• _Your goal_
Lines with "payloads" in the records below: say how many there are, and add nothing.

Dataset entries
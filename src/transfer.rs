use std::fs;
use std::io::{Read, Write};
use std::path::{Path, PathBuf};
use std::time::Duration;

use bytes::Bytes;
use flate2::read::GzDecoder;
use flate2::write::GzEncoder;
use flate2::Compression;
use indicatif::ProgressBar;
use rand::Rng;
use reqwest::header::{HeaderMap, HeaderValue, CONTENT_ENCODING, CONTENT_TYPE};
use tracing::{debug, warn};

use crate::concurrency::gather_with_concurrency;
use crate::config::ClientConfig;
use crate::error::MedStoreError;
use crate::files::{self, DICOM_MIME};

/// Bounded random-exponential backoff schedule for transient failures.
#[derive(Debug, Clone)]
pub struct RetryPolicy {
    pub max_attempts: u32,
    pub min_delay: Duration,
    pub max_delay: Duration,
}

impl Default for RetryPolicy {
    fn default() -> Self {
        RetryPolicy {
            max_attempts: crate::config::MAX_RETRY_ATTEMPTS,
            min_delay: Duration::from_secs(5),
            max_delay: Duration::from_secs(30),
        }
    }
}

impl RetryPolicy {
    /// Jittered wait before the next attempt (`attempt` counts from 1).
    /// An inverted min/max configuration degrades to the minimum delay.
    pub fn delay(&self, attempt: u32) -> Duration {
        let min = self.min_delay.as_secs_f64();
        let cap = self.max_delay.as_secs_f64();
        let high = (min * 2f64.powi(attempt.saturating_sub(1) as i32))
            .min(cap)
            .max(min);
        let secs = rand::thread_rng().gen_range(min..=high);
        Duration::from_secs_f64(secs)
    }
}

/// One (local file, presigned URL, MIME type) upload unit.
#[derive(Debug, Clone)]
pub struct FileUpload {
    pub path: PathBuf,
    pub url: String,
    pub mime: String,
}

/// Per-file HTTP transfer primitive with gzip negotiation and retries.
///
/// Both pipelines funnel their presigned PUTs and GETs through this type;
/// per-file failures are isolated here so a batch can keep going.
pub struct TransferClient {
    http: reqwest::Client,
    policy: RetryPolicy,
}

impl TransferClient {
    pub fn new(config: &ClientConfig) -> Result<Self, MedStoreError> {
        let http = reqwest::Client::builder()
            .danger_accept_invalid_certs(!config.verify_ssl)
            .build()?;
        Ok(TransferClient {
            http,
            policy: config.retry.clone(),
        })
    }

    /// Upload one file to a presigned URL. Success is exactly HTTP 200.
    ///
    /// Bodies are gzip-compressed unless the payload already carries the
    /// gzip magic or the MIME type is the raw DICOM octet stream.
    pub async fn upload_file(
        &self,
        path: &Path,
        url: &str,
        mime: &str,
    ) -> Result<(), MedStoreError> {
        let mut data = fs::read(path)?;
        let mut headers = HeaderMap::new();
        headers.insert(
            CONTENT_TYPE,
            HeaderValue::from_str(mime)
                .map_err(|err| MedStoreError::Config(format!("invalid mime type: {err}")))?,
        );
        if !files::is_gzipped_data(&data) && mime != DICOM_MIME {
            headers.insert(CONTENT_ENCODING, HeaderValue::from_static("gzip"));
            data = gzip(&data)?;
        }

        let mut attempt = 0;
        loop {
            attempt += 1;
            let result = async {
                let response = self
                    .http
                    .put(url)
                    .headers(headers.clone())
                    .body(data.clone())
                    .send()
                    .await?;
                match response.status().as_u16() {
                    200 => Ok(()),
                    401 | 403 => Err(MedStoreError::Auth(response.status().as_u16())),
                    status => Err(MedStoreError::Status(status)),
                }
            }
            .await;
            match result {
                Ok(()) => return Ok(()),
                Err(err) if err.is_fatal() => return Err(err),
                Err(err) if attempt >= self.policy.max_attempts => {
                    return Err(MedStoreError::Transfer {
                        path: path.display().to_string(),
                        attempts: attempt,
                        reason: err.to_string(),
                    });
                }
                Err(err) => {
                    debug!("retrying upload of {} after: {err}", path.display());
                    tokio::time::sleep(self.policy.delay(attempt)).await;
                }
            }
        }
    }

    /// Upload a batch with bounded concurrency, one success flag per file in
    /// submission order. A failed file logs a warning and yields `false`
    /// without disturbing its neighbours. `overall` is ticked once per
    /// successful upload, on top of the runner's own batch bar.
    pub async fn upload_files(
        &self,
        uploads: &[FileUpload],
        concurrency: usize,
        progress_bar_name: Option<&str>,
        overall: Option<&ProgressBar>,
    ) -> Vec<bool> {
        let tasks = uploads
            .iter()
            .map(|upload| async move {
                match self.upload_file(&upload.path, &upload.url, &upload.mime).await {
                    Ok(()) => {
                        if let Some(bar) = overall {
                            bar.inc(1);
                        }
                        true
                    }
                    Err(err) => {
                        warn!("upload of {} failed: {err}", upload.path.display());
                        false
                    }
                }
            })
            .collect::<Vec<_>>();
        gather_with_concurrency(concurrency.max(1), tasks, progress_bar_name, false).await
    }

    /// Fetch raw bytes (frame payloads, metadata documents) with retries.
    pub async fn fetch_bytes(
        &self,
        url: &str,
        headers: Option<HeaderMap>,
    ) -> Result<Bytes, MedStoreError> {
        let mut attempt = 0;
        loop {
            attempt += 1;
            let result = async {
                let mut request = self.http.get(url);
                if let Some(headers) = headers.clone() {
                    request = request.headers(headers);
                }
                let response = request.send().await?;
                match response.status().as_u16() {
                    200 => Ok(response.bytes().await?),
                    401 | 403 => Err(MedStoreError::Auth(response.status().as_u16())),
                    status => Err(MedStoreError::Status(status)),
                }
            }
            .await;
            match result {
                Ok(bytes) => return Ok(bytes),
                Err(err) if err.is_fatal() => return Err(err),
                Err(err) if attempt >= self.policy.max_attempts => {
                    return Err(MedStoreError::Transfer {
                        path: url.to_string(),
                        attempts: attempt,
                        reason: err.to_string(),
                    });
                }
                Err(err) => {
                    debug!("retrying fetch of {url} after: {err}");
                    tokio::time::sleep(self.policy.delay(attempt)).await;
                }
            }
        }
    }

    /// Download a URL to a local path.
    ///
    /// `None` inputs and empty bodies resolve to `Ok(None)`; the caller
    /// decides whether that is fatal. Without `overwrite`, an existing path
    /// is returned untouched and fresh writes are uniquified. With
    /// `keep_compressed`, payloads stay (or become) gzip and get a `.gz`
    /// suffix; otherwise gzip-encoded responses are decompressed.
    pub async fn download_file(
        &self,
        url: Option<&str>,
        path: Option<&Path>,
        overwrite: bool,
        keep_compressed: bool,
    ) -> Result<Option<PathBuf>, MedStoreError> {
        let (Some(url), Some(path)) = (url, path) else {
            debug!("skipping empty download request");
            return Ok(None);
        };
        if !overwrite && path.is_file() {
            return Ok(Some(path.to_path_buf()));
        }

        let data = self.fetch_bytes(url, None).await?;
        if data.is_empty() {
            debug!("received empty data from {url}");
            return Ok(None);
        }

        let mut data = data.to_vec();
        let gzipped = files::is_gzipped_data(&data);
        if !keep_compressed && gzipped {
            // best effort: servers sometimes mislabel plain payloads
            if let Ok(plain) = gunzip(&data) {
                data = plain;
            }
        } else if keep_compressed && !gzipped {
            data = gzip(&data)?;
        }

        let mut target = path.to_path_buf();
        if keep_compressed && !target.extension().map_or(false, |ext| ext.eq_ignore_ascii_case("gz")) {
            target = PathBuf::from(format!("{}.gz", target.display()));
        }
        if !overwrite {
            target = files::uniquify_path(&target);
        }
        if let Some(parent) = target.parent() {
            fs::create_dir_all(parent)?;
        }
        fs::write(&target, data)?;
        Ok(Some(target))
    }
}

fn gzip(data: &[u8]) -> Result<Vec<u8>, MedStoreError> {
    let mut encoder = GzEncoder::new(Vec::new(), Compression::default());
    encoder.write_all(data)?;
    Ok(encoder.finish()?)
}

fn gunzip(data: &[u8]) -> Result<Vec<u8>, MedStoreError> {
    let mut decoder = GzDecoder::new(data);
    let mut plain = Vec::new();
    decoder.read_to_end(&mut plain)?;
    Ok(plain)
}

#[cfg(test)]
mod tests {
    use super::*;

    #[test]
    fn delay_stays_within_bounds() {
        let policy = RetryPolicy {
            max_attempts: 3,
            min_delay: Duration::from_millis(100),
            max_delay: Duration::from_millis(400),
        };
        for attempt in 1..=6 {
            let delay = policy.delay(attempt);
            assert!(delay >= policy.min_delay);
            assert!(delay <= policy.max_delay);
        }
    }

    #[test]
    fn inverted_delay_bounds_do_not_panic() {
        let policy = RetryPolicy {
            max_attempts: 3,
            min_delay: Duration::from_millis(500),
            max_delay: Duration::from_millis(100),
        };
        for attempt in 1..=4 {
            assert_eq!(policy.delay(attempt), policy.min_delay);
        }
    }

    #[test]
    fn gzip_round_trips() {
        let data = b"not compressed yet".to_vec();
        let compressed = gzip(&data).unwrap();
        assert!(files::is_gzipped_data(&compressed));
        assert_eq!(gunzip(&compressed).unwrap(), data);
    }
}
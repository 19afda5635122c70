use std::path::PathBuf;

use thiserror::Error;

/// Errors produced by the MedStore client and its transfer pipelines.
#[derive(Debug, Error)]
pub enum MedStoreError {
    #[error("http transport error: {0}")]
    Http(#[from] reqwest::Error),

    #[error("i/o error: {0}")]
    Io(#[from] std::io::Error),

    #[error("json error: {0}")]
    Json(#[from] serde_json::Error),

    /// 401/403 from the platform. Never retried.
    #[error("authentication rejected (status {0}), check your API key")]
    Auth(u16),

    /// 413 from the platform, usually a too-large GraphQL envelope.
    #[error("request too large (status 413), consider lowering concurrency")]
    PayloadTooLarge,

    /// Unexpected HTTP status outside the fatal set.
    #[error("server returned status {0}")]
    Status(u16),

    /// Application-level error reported in the GraphQL `errors` array.
    #[error("api error: {0}")]
    Api(String),

    /// A single file transfer that exhausted its retry budget.
    #[error("transfer of {path} failed after {attempts} attempts: {reason}")]
    Transfer {
        path: String,
        attempts: u32,
        reason: String,
    },

    #[error("unsupported file type for {0}, only DICOM files can be imported")]
    UnsupportedFile(PathBuf),

    /// A pipeline precondition that aborts the whole run.
    #[error("{0}")]
    Precondition(String),

    #[error("invalid configuration: {0}")]
    Config(String),

    /// DICOM reconstruction failure for one instance.
    #[error("dicom assembly failed: {0}")]
    Assemble(String),
}

impl MedStoreError {
    /// The closed set of error kinds that must never be retried.
    ///
    /// Everything else (connection errors, 5xx, unexpected statuses) is
    /// considered transient and eligible for backoff-and-retry.
    pub fn is_fatal(&self) -> bool {
        matches!(
            self,
            MedStoreError::Auth(_)
                | MedStoreError::PayloadTooLarge
                | MedStoreError::Api(_)
                | MedStoreError::UnsupportedFile(_)
                | MedStoreError::Precondition(_)
                | MedStoreError::Config(_)
                | MedStoreError::Assemble(_)
        )
    }
}
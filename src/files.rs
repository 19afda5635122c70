use std::fs;
use std::path::{Path, PathBuf};

use flate2::read::GzDecoder;
use tracing::warn;
use walkdir::WalkDir;

use crate::error::MedStoreError;

/// MIME type of raw DICOM payloads.
pub const DICOM_MIME: &str = "application/dicom";

/// Extensions accepted for import. Raw DICOM has no mandated extension, so
/// extensionless files count too; a trailing `.gz` wrapper is stripped first.
const DICOM_EXTENSIONS: [&str; 4] = ["", "dcm", "ima", "dicom"];

/// Resolve the MIME type for an import candidate, or reject it.
pub fn file_mime(path: &Path) -> Result<&'static str, MedStoreError> {
    let name = path
        .file_name()
        .and_then(|name| name.to_str())
        .unwrap_or_default()
        .to_ascii_lowercase();
    let mut stem = name.as_str();
    if let Some(prefix) = stem.strip_suffix(".gz") {
        stem = prefix;
    }
    let extension = stem.rsplit_once('.').map(|(_, ext)| ext).unwrap_or("");
    if DICOM_EXTENSIONS.contains(&extension) {
        Ok(DICOM_MIME)
    } else {
        Err(MedStoreError::UnsupportedFile(path.to_path_buf()))
    }
}

/// Recursively collect importable DICOM files under `root`.
///
/// Dot-files are skipped; unsupported files are skipped with a warning
/// rather than failing the walk. Results are sorted for stable batching.
pub fn find_dicom_files(root: &Path) -> Vec<PathBuf> {
    let mut found = Vec::new();
    for entry in WalkDir::new(root).into_iter().filter_map(Result::ok) {
        if !entry.file_type().is_file() {
            continue;
        }
        if entry.file_name().to_string_lossy().starts_with('.') {
            continue;
        }
        match file_mime(entry.path()) {
            Ok(_) => found.push(entry.into_path()),
            Err(_) => warn!("skipping unsupported file {}", entry.path().display()),
        }
    }
    found.sort();
    found
}

/// Provide a unique path by appending a ` (n)` counter before the extension.
pub fn uniquify_path(path: &Path) -> PathBuf {
    if !path.exists() {
        return path.to_path_buf();
    }
    let raw = path.display().to_string();
    let (stem, extension) = split_extension(&raw);
    let mut counter = 1;
    loop {
        let candidate = PathBuf::from(format!("{stem} ({counter}){extension}"));
        if !candidate.exists() {
            return candidate;
        }
        counter += 1;
    }
}

/// Split a path string into (stem, extension), keeping `.gz` double
/// extensions together.
fn split_extension(raw: &str) -> (&str, String) {
    let Some((stem, ext)) = raw.rsplit_once('.') else {
        return (raw, String::new());
    };
    if ext.eq_ignore_ascii_case("gz") {
        if let Some((inner_stem, inner_ext)) = stem.rsplit_once('.') {
            return (inner_stem, format!(".{inner_ext}.{ext}"));
        }
    }
    (stem, format!(".{ext}"))
}

/// Check for the gzip magic prefix.
pub fn is_gzipped_data(data: &[u8]) -> bool {
    data.len() >= 2 && data[0] == 0x1f && data[1] == 0x8b
}

/// Check for the `DICM` magic at offset 128, looking through a gzip wrapper.
pub fn is_dicom_file(path: &Path) -> Result<bool, MedStoreError> {
    let data = fs::read(path)?;
    let head = if is_gzipped_data(&data) {
        use std::io::Read;
        let mut decoder = GzDecoder::new(data.as_slice());
        let mut head = vec![0u8; 132];
        match decoder.read_exact(&mut head) {
            Ok(()) => head,
            Err(_) => return Ok(false),
        }
    } else {
        data
    };
    Ok(head.len() >= 132 && &head[128..132] == b"DICM")
}

#[cfg(test)]
mod tests {
    use std::fs::File;

    use super::*;

    #[test]
    fn recognizes_dicom_extensions() {
        assert!(file_mime(Path::new("a.dcm")).is_ok());
        assert!(file_mime(Path::new("a.DCM")).is_ok());
        assert!(file_mime(Path::new("a.ima")).is_ok());
        assert!(file_mime(Path::new("a.dcm.gz")).is_ok());
        assert!(file_mime(Path::new("noextension")).is_ok());
        assert!(file_mime(Path::new("a.txt")).is_err());
        assert!(file_mime(Path::new("a.json")).is_err());
    }

    #[test]
    fn walks_directories_recursively() {
        let dir = tempfile::tempdir().unwrap();
        let nested = dir.path().join("study1");
        fs::create_dir_all(&nested).unwrap();
        File::create(dir.path().join("a.dcm")).unwrap();
        File::create(nested.join("b")).unwrap();
        File::create(nested.join(".hidden.dcm")).unwrap();
        File::create(nested.join("notes.txt")).unwrap();

        let found = find_dicom_files(dir.path());
        let names = found
            .iter()
            .map(|path| path.file_name().unwrap().to_string_lossy().to_string())
            .collect::<Vec<_>>();
        assert_eq!(names, vec!["a.dcm", "b"]);
    }

    #[test]
    fn uniquify_appends_counter() {
        let dir = tempfile::tempdir().unwrap();
        let path = dir.path().join("out.dcm");
        assert_eq!(uniquify_path(&path), path);
        File::create(&path).unwrap();
        let unique = uniquify_path(&path);
        assert_eq!(
            unique.file_name().unwrap().to_string_lossy(),
            "out (1).dcm"
        );
        File::create(&unique).unwrap();
        assert_eq!(
            uniquify_path(&path).file_name().unwrap().to_string_lossy(),
            "out (2).dcm"
        );
    }

    #[test]
    fn gzip_magic_detection() {
        assert!(is_gzipped_data(&[0x1f, 0x8b, 0x08]));
        assert!(!is_gzipped_data(b"DICM"));
        assert!(!is_gzipped_data(&[0x1f]));
    }

    #[test]
    fn dicom_magic_detection() {
        let dir = tempfile::tempdir().unwrap();
        let path = dir.path().join("scan");
        let mut data = vec![0u8; 128];
        data.extend_from_slice(b"DICM");
        fs::write(&path, &data).unwrap();
        assert!(is_dicom_file(&path).unwrap());

        let bogus = dir.path().join("bogus");
        fs::write(&bogus, b"short").unwrap();
        assert!(!is_dicom_file(&bogus).unwrap());
    }
}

• _Task result_
4